Unfortunately, my general engineering undergraduate program at James Madison University (JMU) does not have a strong focus on software engineering. With so little experience under my belt, I knew this was going to be a long summer.

The best way to learn is just to get your hands dirty and start

I have always had the mindset that an undergrad engineering program is above all else teaching you how to learn. To me, engineering is a mindset or a way of looking at problems. There were many classes during my undergrad where I may never use what I was taught. And while my transcript lists engineering science classes one after another, what all those classes have in common is that they focused on applied learning, and the only way to succeed and master such subjects is practice. Practice makes perfect… Cliché, right? Well, it’s true. Eventually if you have seen and solved most variations of a problem you will know where to start on related new problems. The same goes for coding—the best way to learn is just to get your hands dirty and start.

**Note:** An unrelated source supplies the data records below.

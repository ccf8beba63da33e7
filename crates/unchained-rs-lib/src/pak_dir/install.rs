//! Reconciling the directory with an ordered list of releases.

use std::collections::{HashSet, VecDeque};
use std::path::PathBuf;

use futures::stream::{self, BoxStream, StreamExt};
use tokio_util::sync::CancellationToken;

use super::{PakDir, PakDirError, ManagedPak, naming, lock::DirLock};
use crate::fetcher::{PakFetcher, PakTarget};
use crate::progress::{AccumulatedProgress, MemoryProgress};

/// One step of a reconciliation.
#[derive(Debug, Clone, PartialEq, Eq)]
pub enum InstallAction {
	/// Already installed under the right name, or under the name an unmanaged file pushed it to.
	Skip { target: PakTarget, index: usize, existing: ManagedPak },
	/// Installed, but under a name for a different position.
	Move { target: PakTarget, index: usize, existing: ManagedPak, pak_file_name: String },
	Download { target: PakTarget, index: usize, pak_file_name: String },
	/// Installed but no longer wanted.
	Remove { existing: ManagedPak },
}

/// Work left in an ongoing reconciliation.
struct Reconciliation<'a> {
	pak_dir: &'a mut PakDir,
	fetcher: &'a dyn PakFetcher,
	progress: Option<AccumulatedProgress>,
	cancel: CancellationToken,
	targets: Vec<PakTarget>,
	pending: Option<VecDeque<InstallAction>>,
	lock: Option<DirLock>,
}

impl PakDir {
	/// Works out what [`PakDir::install_set`] would do for `targets`, in execution order.
	pub fn plan(&self, targets: &[PakTarget]) -> Vec<InstallAction> {
		let names = naming::install_names(targets);
		let unmanaged: HashSet<String> = self.pak_files().into_iter()
			.filter(|name| !self.managed.iter().any(|p| &p.pak_file_name == name))
			.collect();

		let mut skips = Vec::new();
		let mut moves = Vec::new();
		let mut downloads = Vec::new();
		for (index, (target, pak_file_name)) in targets.iter().zip(names).enumerate() {
			match self.managed.iter().find(|p| p.coordinates.matches(&target.coordinates)) {
				None => downloads.push(InstallAction::Download { target: target.clone(), index, pak_file_name }),
				Some(existing) if Self::displaced_name(&pak_file_name, &unmanaged, &existing.pak_file_name) => {
					skips.push(InstallAction::Skip { target: target.clone(), index, existing: existing.clone() })
				},
				Some(existing) => {
					moves.push(InstallAction::Move { target: target.clone(), index, existing: existing.clone(), pak_file_name })
				},
			}
		}

		let wanted: HashSet<_> = targets.iter().map(|t| &t.coordinates).collect();
		self.managed.iter()
			.filter(|p| !wanted.contains(&p.coordinates))
			.map(|p| InstallAction::Remove { existing: p.clone() })
			.chain(skips)
			.chain(moves)
			.chain(downloads)
			.collect()
	}

	/// Makes the directory contain exactly `targets`, in that load order.
	///
	/// `targets` must already be sorted with dependencies before their dependents.
	/// Paks no longer wanted are removed first, then installed paks are kept or renamed
	/// into position, then missing paks are downloaded and signed.
	///
	/// The stream is lazy, nothing happens until it is polled. It yields one result per target,
	/// removals are logged rather than yielded. A failure for one target does not stop the rest.
	/// Dropping the stream stops further work, completed steps are not undone.
	///
	/// # Errors
	/// Yields a single [`PakDirError::ReconciliationInProgress`] when another reconciliation holds
	/// the directory.
	pub fn install_set<'a>(
		&'a mut self,
		targets: Vec<PakTarget>,
		fetcher: &'a dyn PakFetcher,
		progress: Option<AccumulatedProgress>,
		cancel: CancellationToken,
	) -> BoxStream<'a, Result<ManagedPak, PakDirError>> {
		let state = Reconciliation {
			pak_dir: self,
			fetcher,
			progress,
			cancel,
			targets,
			pending: None,
			lock: None,
		};

		stream::unfold(state, |mut state| async move {
			if state.pending.is_none() {
				match DirLock::try_acquire(&state.pak_dir.dir) {
					Ok(Some(lock)) => state.lock = Some(lock),
					Ok(None) => {
						let dir = state.pak_dir.dir.clone();
						state.pending = Some(VecDeque::new());
						return Some((Err(PakDirError::ReconciliationInProgress(dir)), state))
					},
					Err(e) => {
						let path = state.pak_dir.dir.join(super::lock::LOCK_FILE_NAME);
						state.pending = Some(VecDeque::new());
						return Some((Err(PakDirError::IO { path, source: e }), state))
					},
				}
				let plan = state.pak_dir.plan(&state.targets);
				log::info!("reconciling {} paks in {} with {} actions", state.targets.len(), state.pak_dir.dir.display(), plan.len());
				state.pending = Some(plan.into());
			}

			while let Some(action) = state.pending.as_mut().and_then(VecDeque::pop_front) {
				let result = match action {
					InstallAction::Remove { existing } => {
						state.pak_dir.process_remove(existing).await;
						continue;
					},
					InstallAction::Skip { index, existing, .. } => state.pak_dir.process_skip(index, existing),
					InstallAction::Move { index, existing, pak_file_name, .. } => state.pak_dir.process_move(index, existing, pak_file_name).await,
					InstallAction::Download { target, index, pak_file_name } => {
						state.pak_dir.process_download(target, index, pak_file_name, state.fetcher, state.progress.as_ref(), &state.cancel).await
					},
				};
				return Some((result, state))
			}

			if let Some(lock) = state.lock.take() {
				drop(lock);
				log::info!("finished reconciling {}", state.pak_dir.dir.display());
			}
			None
		}).boxed()
	}

	async fn process_remove(&mut self, existing: ManagedPak) {
		let path = self.pak_path(&existing.pak_file_name);
		let result = async {
			Self::unsign(&path).await?;
			super::delete_file(&path).await
		}.await;

		match result {
			Ok(()) => {
				log::info!("removed {} ({})", existing.coordinates, existing.pak_file_name);
				self.managed.retain(|p| p.coordinates != existing.coordinates);
			},
			Err(e) => log::error!("failed to remove {}: {}", existing.coordinates, e),
		}
	}

	fn process_skip(&mut self, index: usize, existing: ManagedPak) -> Result<ManagedPak, PakDirError> {
		log::debug!("{} already installed as {}", existing.coordinates, existing.pak_file_name);
		let updated = ManagedPak { priority: index, ..existing };
		if let Some(record) = self.managed.iter_mut().find(|p| p.coordinates == updated.coordinates) {
			record.priority = index;
		}
		Ok(updated)
	}

	async fn process_move(&mut self, index: usize, existing: ManagedPak, pak_file_name: String) -> Result<ManagedPak, PakDirError> {
		let source = self.pak_path(&existing.pak_file_name);
		let destination = self.pak_path(&pak_file_name);
		if tokio::fs::try_exists(&destination).await.unwrap_or(false) {
			return Err(PakDirError::NameCollision(destination))
		}

		tokio::fs::rename(&source, &destination).await.map_err(PakDirError::io(&source))?;
		let source_sig = super::sig_path(&source);
		if tokio::fs::try_exists(&source_sig).await.unwrap_or(false) {
			let destination_sig = super::sig_path(&destination);
			tokio::fs::rename(&source_sig, &destination_sig).await.map_err(PakDirError::io(&source_sig))?;
		}
		log::info!("moved {} from {} to {}", existing.coordinates, existing.pak_file_name, pak_file_name);

		let moved = ManagedPak { coordinates: existing.coordinates, pak_file_name, priority: index };
		self.managed.retain(|p| p.coordinates != moved.coordinates);
		self.managed.push(moved.clone());
		Ok(moved)
	}

	/// Whether `current` is where a download for `wanted` lands when unmanaged files hold
	/// `wanted` and its successors.
	fn displaced_name(wanted: &str, unmanaged: &HashSet<String>, current: &str) -> bool {
		let mut name = wanted.to_string();
		loop {
			if name == current {
				return true
			}
			if !unmanaged.contains(&name) {
				return false
			}
			name = successor_pak_name(&name);
		}
	}

	/// First name derived from `suggested` which no pak in the directory uses.
	fn free_pak_name(&self, suggested: &str) -> String {
		let taken: HashSet<String> = self.pak_files().into_iter()
			.chain(self.managed.iter().map(|p| p.pak_file_name.clone()))
			.collect();

		let mut name = suggested.to_string();
		while taken.contains(&name) {
			name = successor_pak_name(&name);
		}
		name
	}

	async fn process_download(
		&mut self,
		target: PakTarget,
		index: usize,
		pak_file_name: String,
		fetcher: &dyn PakFetcher,
		progress: Option<&AccumulatedProgress>,
		cancel: &CancellationToken,
	) -> Result<ManagedPak, PakDirError> {
		let pak_file_name = self.free_pak_name(&pak_file_name);
		let destination = self.pak_path(&pak_file_name);

		let download_progress = MemoryProgress::new();
		if let Some(progress) = progress {
			progress.also_track(download_progress.clone());
		}

		log::info!("downloading {} from {} to {}", target, target.repo_url, destination.display());
		fetcher.download_pak(&target, &destination, Some(&download_progress), cancel).await
			.map_err(|source| PakDirError::Fetch { coordinates: target.coordinates.clone(), source })?;

		let installed = ManagedPak { coordinates: target.coordinates, pak_file_name, priority: index };
		self.managed.retain(|p| p.coordinates != installed.coordinates);
		self.managed.push(installed.clone());

		if let Err(e) = self.sign(&destination).await {
			log::error!("failed to sign {}: {}", installed.pak_file_name, e);
		}
		Ok(installed)
	}
}

/// `name` with the textual successor of its stem, keeping the extension.
fn successor_pak_name(name: &str) -> String {
	let path = PathBuf::from(name);
	let stem = path.file_stem().map(|s| s.to_string_lossy().into_owned()).unwrap_or_default();
	let extension = path.extension().map(|e| format!(".{}", e.to_string_lossy())).unwrap_or_default();
	format!("{}{}", naming::textual_successor(&stem), extension)
}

My project was a PoC to determine whether machine learning could be used to predict cyber-attacks. The driver for the initiative is that Pivot Point Security acts as the virtual CISO (vCISO) for an organization with affiliates in all 50 states. Intuitively, attacks correlate with economic, political, and technical factors. So, why not leverage available data to predict cyber security incidents to move security from a reactive to a proactive exercise? The idea was to source data from Open Threat Exchanges and Information Sharing Analysis Centers to identify situations where an attack is more likely to occur, so that resources could have a better understanding of what type and when an attack was more likely.

As JMU’s engineering program is project-based, knowing where to start should be easy, right? Wrong! The project got off to a slow start, getting lost in a YouTube wormhole as I struggled to learn Python well enough to dare to move into the even more daunting machine learning realm. The trick was knowing how much coding knowledge was enough. I decided to give myself two weeks for a refresher course in Python, working through countless YouTube channels. (While he most likely will never see this, I would like to shout out Keith Galli, who has recorded some of the best videos for learning Python.)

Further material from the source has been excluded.